00000000 <test_idiv>:
   0:   e710f110    sdiv    r0, r0, r1
   4:   e12fff1e    bx  lr

Even this one gives idiv.c:1:0: warning: switch -mcpu=cortex-a15 conflicts with -march=armv7-a switch [enabled by default] if you add -march=armv7-a next to -mcpu=cortex-a15 and doesn't emit idiv instruction.

$gcc -O2 -mcpu=cortex-a15 -march=armv7-a -c idiv.c

idiv.c:1:0: warning: switch -mcpu=cortex-a15 conflicts with -march=armv7-a switch [enabled by default]

$objdump -S idiv.o
00000000 <test_idiv>:
   0:   e92d4008    push    {r3, lr}
   4:   ebfffffe    bl  0 <__aeabi_idiv>
   8:   e8bd8008    pop {r3, pc}

On gcc 4.6 (bundled with Android NDK r8e) it doesn't emit idiv instructions at all but recognizes -mcpu=cortex-a15 also doesn't complain to -mcpu=cortex-a15 -march=armv7-a combination.

Afaik idiv is optional on armv7, so there should be a cleaner way to instruct gcc to emit them but how?

Answer 1

If the instruction is not in the machine descriptions, then I doubt that gcc will emit code. ^Note1

You can always use inline-assembler to get the instruction if the compiler is not supporting it.^Note2 Since your op-code is fairly rare/machine specific, there is probably not so much effort to get it in the gcc source. Especially, there are arch and tune/cpu flags. The tune/cpu is for a more specific machine, but the arch is suppose to allow all machines in that architecture. This op-code seems to break that rule, if I understand.

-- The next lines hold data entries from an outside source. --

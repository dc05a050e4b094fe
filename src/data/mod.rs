/// Data layer: listing types, loading, filtering and aggregation.
///
/// Architecture:
/// ```text
///  .csv / .json / .parquet
///        │
///        ▼
///   ┌──────────┐
///   │  loader  │  parse file → Dataset
///   └──────────┘
///        │
///        ▼
///   ┌──────────┐
///   │ Dataset  │  Vec<Listing>, distinct facet values, bounds
///   └──────────┘
///        │   FilterSpec
///        ▼
///   ┌──────────┐
///   │  filter  │  price range ∧ facet membership → FilteredView
///   └──────────┘
///        │
///        ▼
///   ┌───────────┐
///   │ aggregate │  group counts / means / sums, top-n, nlargest
///   └───────────┘
///        │
///        ▼
///   ┌──────────┐
///   │ insights │  named tables behind every chart
///   └──────────┘
/// ```

pub mod aggregate;
pub mod error;
pub mod filter;
pub mod insights;
pub mod loader;
pub mod model;
pub mod table;
use super::filter::FilteredView;

/// A plain rectangular table of display text, used by the table widgets and
/// CSV export.
#[derive(Debug, Clone, Default, PartialEq)]
pub struct TableData {
    pub columns: Vec<String>,
    pub rows: Vec<Vec<String>>,
}

impl TableData {
    pub fn new<S: Into<String>>(columns: impl IntoIterator<Item = S>) -> Self {
        TableData {
            columns: columns.into_iter().map(Into::into).collect(),
            rows: Vec::new(),
        }
    }

    /// Two-column table from `(key, value)` pairs.
    pub fn from_pairs<V, F>(columns: [&str; 2], pairs: &[(String, V)], fmt_value: F) -> Self
    where
        F: Fn(&V) -> String,
    {
        let mut table = TableData::new(columns);
        table.rows = pairs
            .iter()
            .map(|(k, v)| vec![k.clone(), fmt_value(v)])
            .collect();
        table
    }

    /// Every column of every row in the view.
    pub fn from_view(view: &FilteredView<'_>) -> Self {
        let mut table = TableData::new(view.dataset().column_names());
        table.rows = view
            .rows()
            .map(|listing| table.columns.iter().map(|c| listing.cell_text(c)).collect())
            .collect();
        table
    }

    pub fn len(&self) -> usize {
        self.rows.len()
    }

    pub fn is_empty(&self) -> bool {
        self.rows.is_empty()
    }
}

#[cfg(test)]
mod tests {
    use super::*;
    use crate::data::filter::{apply_filter, FilterSpec};
    use crate::data::model::tests::three_rows;
    use crate::data::model::Facet;

    #[test]
    fn view_table_has_schema_columns_and_filtered_rows() {
        let ds = three_rows();
        let spec = FilterSpec::full(&ds).with_selection(Facet::Country, ["FR"]);
        let table = TableData::from_view(&apply_filter(&ds, &spec));

        assert_eq!(table.columns[0], "Name");
        assert_eq!(table.len(), 1);
        let price_col = table.columns.iter().position(|c| c == "Price").unwrap();
        assert_eq!(table.rows[0][price_col], "150");
    }

    #[test]
    fn pairs_are_formatted() {
        let pairs = vec![("ES".to_string(), 12.346)];
        let table = TableData::from_pairs(["country", "mean_price"], &pairs, |v| format!("{v:.2}"));
        assert_eq!(table.rows, [["ES", "12.35"]]);
    }
}
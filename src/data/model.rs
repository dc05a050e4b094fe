use std::borrow::Cow;
use std::collections::{BTreeMap, BTreeSet};
use std::fmt;
use std::str::FromStr;

use super::error::SchemaError;

// ---------------------------------------------------------------------------
// Canonical column names
// ---------------------------------------------------------------------------

/// Header names of the listing schema, as written in the source file.
pub mod columns {
    pub const COUNTRY: &str = "Country";
    pub const PROPERTY_TYPE: &str = "Property_type";
    pub const ROOM_TYPE: &str = "Room_type";
    pub const HOST_NAME: &str = "Host_name";
    pub const NAME: &str = "Name";
    pub const PRICE: &str = "Price";
    pub const REVIEW_SCORES: &str = "Review_scores";
    pub const AVAILABILITY: &str = "Availability_365";

    /// Every schema column in display order.
    pub const ALL: [&str; 8] = [
        NAME,
        HOST_NAME,
        COUNTRY,
        PROPERTY_TYPE,
        ROOM_TYPE,
        PRICE,
        REVIEW_SCORES,
        AVAILABILITY,
    ];
}

// ---------------------------------------------------------------------------
// CellValue – a single cell of a non-schema column
// ---------------------------------------------------------------------------

/// A dynamically-typed cell for source columns outside the listing schema.
/// Kept `Ord` so it can live in `BTreeSet`s and act as a group key.
#[derive(Debug, Clone, PartialEq)]
pub enum CellValue {
    Text(String),
    Integer(i64),
    Float(f64),
    Bool(bool),
    Null,
}

impl Eq for CellValue {}

impl PartialOrd for CellValue {
    fn partial_cmp(&self, other: &Self) -> Option<std::cmp::Ordering> {
        Some(self.cmp(other))
    }
}

impl Ord for CellValue {
    fn cmp(&self, other: &Self) -> std::cmp::Ordering {
        use CellValue::*;
        fn rank(v: &CellValue) -> u8 {
            match v {
                Null => 0,
                Bool(_) => 1,
                Integer(_) => 2,
                Float(_) => 3,
                Text(_) => 4,
            }
        }
        match (self, other) {
            (Bool(a), Bool(b)) => a.cmp(b),
            (Integer(a), Integer(b)) => a.cmp(b),
            (Float(a), Float(b)) => a.total_cmp(b),
            (Text(a), Text(b)) => a.cmp(b),
            _ => rank(self).cmp(&rank(other)),
        }
    }
}

impl fmt::Display for CellValue {
    fn fmt(&self, f: &mut fmt::Formatter<'_>) -> fmt::Result {
        match self {
            CellValue::Text(s) => write!(f, "{s}"),
            CellValue::Integer(i) => write!(f, "{i}"),
            CellValue::Float(v) => write!(f, "{v}"),
            CellValue::Bool(b) => write!(f, "{b}"),
            CellValue::Null => Ok(()),
        }
    }
}

impl CellValue {
    /// Infer the narrowest type for a raw text cell.
    pub fn infer(s: &str) -> Self {
        let s = s.trim();
        if s.is_empty() {
            return CellValue::Null;
        }
        if let Ok(i) = s.parse::<i64>() {
            return CellValue::Integer(i);
        }
        if let Ok(f) = s.parse::<f64>() {
            return CellValue::Float(f);
        }
        match s {
            "true" | "True" => CellValue::Bool(true),
            "false" | "False" => CellValue::Bool(false),
            _ => CellValue::Text(s.to_string()),
        }
    }

    pub fn is_null(&self) -> bool {
        matches!(self, CellValue::Null)
    }
}

// ---------------------------------------------------------------------------
// Facets, measures and group dimensions
// ---------------------------------------------------------------------------

/// A categorical column the user can filter on.
#[derive(Debug, Clone, Copy, PartialEq, Eq, PartialOrd, Ord, Hash)]
pub enum Facet {
    Country,
    PropertyType,
    RoomType,
}

impl Facet {
    pub const ALL: [Facet; 3] = [Facet::Country, Facet::PropertyType, Facet::RoomType];

    pub fn column_name(self) -> &'static str {
        match self {
            Facet::Country => columns::COUNTRY,
            Facet::PropertyType => columns::PROPERTY_TYPE,
            Facet::RoomType => columns::ROOM_TYPE,
        }
    }

    /// Human-readable label for widgets.
    pub fn label(self) -> &'static str {
        match self {
            Facet::Country => "Country",
            Facet::PropertyType => "Property type",
            Facet::RoomType => "Room type",
        }
    }

    pub fn value(self, listing: &Listing) -> &str {
        match self {
            Facet::Country => &listing.country,
            Facet::PropertyType => &listing.property_type,
            Facet::RoomType => &listing.room_type,
        }
    }
}

/// A numeric column subject to aggregation.
#[derive(Debug, Clone, Copy, PartialEq, Eq, Hash)]
pub enum Measure {
    Price,
    ReviewScore,
    Availability,
}

impl Measure {
    pub fn column_name(self) -> &'static str {
        match self {
            Measure::Price => columns::PRICE,
            Measure::ReviewScore => columns::REVIEW_SCORES,
            Measure::Availability => columns::AVAILABILITY,
        }
    }

    /// The measure's value for a row; `None` when the cell was blank.
    pub fn value(self, listing: &Listing) -> Option<f64> {
        match self {
            Measure::Price => Some(listing.price),
            Measure::ReviewScore => listing.review_score,
            Measure::Availability => Some(f64::from(listing.availability_365)),
        }
    }
}

impl FromStr for Measure {
    type Err = SchemaError;

    fn from_str(s: &str) -> Result<Self, Self::Err> {
        [Measure::Price, Measure::ReviewScore, Measure::Availability]
            .into_iter()
            .find(|m| m.column_name().eq_ignore_ascii_case(s))
            .ok_or_else(|| SchemaError::UnknownMeasure(s.to_string()))
    }
}

/// A column rows can be grouped on.
#[derive(Debug, Clone, PartialEq, Eq, Hash)]
pub enum Dimension {
    Country,
    PropertyType,
    RoomType,
    HostName,
    Name,
    /// A non-schema source column, resolved against the loaded dataset.
    Other(String),
}

impl Dimension {
    pub fn column_name(&self) -> &str {
        match self {
            Dimension::Country => columns::COUNTRY,
            Dimension::PropertyType => columns::PROPERTY_TYPE,
            Dimension::RoomType => columns::ROOM_TYPE,
            Dimension::HostName => columns::HOST_NAME,
            Dimension::Name => columns::NAME,
            Dimension::Other(name) => name,
        }
    }

    /// Group key of a row. `None` drops the row from the grouping.
    pub fn key<'a>(&self, listing: &'a Listing) -> Option<Cow<'a, str>> {
        match self {
            Dimension::Country => Some(Cow::Borrowed(&listing.country)),
            Dimension::PropertyType => Some(Cow::Borrowed(&listing.property_type)),
            Dimension::RoomType => Some(Cow::Borrowed(&listing.room_type)),
            Dimension::HostName => non_blank(&listing.host_name),
            Dimension::Name => non_blank(&listing.name),
            Dimension::Other(col) => match listing.extra.get(col) {
                Some(CellValue::Text(s)) => Some(Cow::Borrowed(s)),
                Some(v) if !v.is_null() => Some(Cow::Owned(v.to_string())),
                _ => None,
            },
        }
    }
}

fn non_blank(s: &str) -> Option<Cow<'_, str>> {
    (!s.trim().is_empty()).then_some(Cow::Borrowed(s))
}

impl From<Facet> for Dimension {
    fn from(facet: Facet) -> Self {
        match facet {
            Facet::Country => Dimension::Country,
            Facet::PropertyType => Dimension::PropertyType,
            Facet::RoomType => Dimension::RoomType,
        }
    }
}

// ---------------------------------------------------------------------------
// Listing – one row of the dataset
// ---------------------------------------------------------------------------

/// A single rental listing.
#[derive(Debug, Clone, PartialEq)]
pub struct Listing {
    pub name: String,
    pub host_name: String,
    pub country: String,
    pub property_type: String,
    pub room_type: String,
    /// Nightly price, never negative.
    pub price: f64,
    pub review_score: Option<f64>,
    /// Days available over the next 365.
    pub availability_365: u16,
    /// Source columns outside the schema: column_name → value.
    pub extra: BTreeMap<String, CellValue>,
}

impl Listing {
    /// Text form of a schema or extra column, for tables and export.
    pub fn cell_text(&self, column: &str) -> String {
        match column {
            columns::NAME => self.name.clone(),
            columns::HOST_NAME => self.host_name.clone(),
            columns::COUNTRY => self.country.clone(),
            columns::PROPERTY_TYPE => self.property_type.clone(),
            columns::ROOM_TYPE => self.room_type.clone(),
            columns::PRICE => self.price.to_string(),
            columns::REVIEW_SCORES => self
                .review_score
                .map(|v| v.to_string())
                .unwrap_or_default(),
            columns::AVAILABILITY => self.availability_365.to_string(),
            other => self
                .extra
                .get(other)
                .map(|v| v.to_string())
                .unwrap_or_default(),
        }
    }
}

// ---------------------------------------------------------------------------
// Dataset – the complete loaded table
// ---------------------------------------------------------------------------

/// The full parsed dataset with pre-computed facet indices. Read-only after
/// construction.
#[derive(Debug, Clone)]
pub struct Dataset {
    listings: Vec<Listing>,
    /// Non-schema columns in source order.
    extra_columns: Vec<String>,
    /// For each facet the sorted set of distinct values.
    distinct: BTreeMap<Facet, BTreeSet<String>>,
}

impl Dataset {
    /// Build facet indices from loaded listings.
    pub fn from_listings(listings: Vec<Listing>, extra_columns: Vec<String>) -> Self {
        let mut distinct: BTreeMap<Facet, BTreeSet<String>> =
            Facet::ALL.into_iter().map(|f| (f, BTreeSet::new())).collect();

        for listing in &listings {
            for facet in Facet::ALL {
                distinct
                    .entry(facet)
                    .or_default()
                    .insert(facet.value(listing).to_string());
            }
        }

        Dataset {
            listings,
            extra_columns,
            distinct,
        }
    }

    pub fn listings(&self) -> &[Listing] {
        &self.listings
    }

    pub fn extra_columns(&self) -> &[String] {
        &self.extra_columns
    }

    /// Schema columns followed by extra columns.
    pub fn column_names(&self) -> Vec<String> {
        columns::ALL
            .iter()
            .map(|c| c.to_string())
            .chain(self.extra_columns.iter().cloned())
            .collect()
    }

    /// Sorted distinct values observed for a facet.
    pub fn distinct_values(&self, facet: Facet) -> &BTreeSet<String> {
        // Every facet is seeded in `from_listings`.
        static EMPTY: BTreeSet<String> = BTreeSet::new();
        self.distinct.get(&facet).unwrap_or(&EMPTY)
    }

    /// `(min, max)` of a measure over the whole dataset, ignoring blanks.
    pub fn bounds(&self, measure: Measure) -> Option<(f64, f64)> {
        self.listings
            .iter()
            .filter_map(|l| measure.value(l))
            .fold(None, |acc, v| match acc {
                None => Some((v, v)),
                Some((lo, hi)) => Some((lo.min(v), hi.max(v))),
            })
    }

    /// Resolve a column name to a group dimension. Names match
    /// case-insensitively; extra columns resolve to their source spelling.
    pub fn dimension(&self, name: &str) -> Result<Dimension, SchemaError> {
        let builtin = [
            Dimension::Country,
            Dimension::PropertyType,
            Dimension::RoomType,
            Dimension::HostName,
            Dimension::Name,
        ]
        .into_iter()
        .find(|d| d.column_name().eq_ignore_ascii_case(name));
        if let Some(dim) = builtin {
            return Ok(dim);
        }
        if name.parse::<Measure>().is_ok() {
            return Err(SchemaError::NotGroupable(name.to_string()));
        }
        self.extra_columns
            .iter()
            .find(|c| c.eq_ignore_ascii_case(name))
            .map(|c| Dimension::Other(c.clone()))
            .ok_or_else(|| SchemaError::UnknownColumn(name.to_string()))
    }

    /// Fail with [`SchemaError`] when `dim` names a column this dataset lacks.
    pub fn check_dimension(&self, dim: &Dimension) -> Result<(), SchemaError> {
        match dim {
            Dimension::Other(col) if !self.extra_columns.iter().any(|c| c == col) => {
                Err(SchemaError::UnknownColumn(col.clone()))
            }
            _ => Ok(()),
        }
    }

    /// Number of listings.
    pub fn len(&self) -> usize {
        self.listings.len()
    }

    /// Whether the dataset is empty.
    pub fn is_empty(&self) -> bool {
        self.listings.is_empty()
    }
}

For gcc 4.6.2, it looks like thumb2 and cortex-r4 are cues to use these instructions and as you have noted with gcc 4.7.2, the cortex-a15 seems to be added to use these instructions. With gcc 4.7.2, the thumb2.md file no longer has udiv/sdiv. However, it might be included somewhere else; I am not 100% familiar with all the machine description language. It also seems that cortex-a7, cortex-a15, and cortex-r5 may enable these instructions with 4.7.2. ^Note3

This doesn't answer the question directly, but it does give some information/path to get the answer. You can compile the module with -mcpu=cortex-r4, although this may produce linker issues. Also, there is int my_idiv(int a, int b) __attribute__ ((__target__ ("arch=cortexe-r4")));, where you can specify on a per-function basis the machine-description used by the code generator. I haven't used any of these myself, but they are only possibilities to try. Generally you don't want to keep the wrong machine as it could generate sub-optimal (and possibly illegal) op-codes. You will have to experiment and maybe then provide the real answer.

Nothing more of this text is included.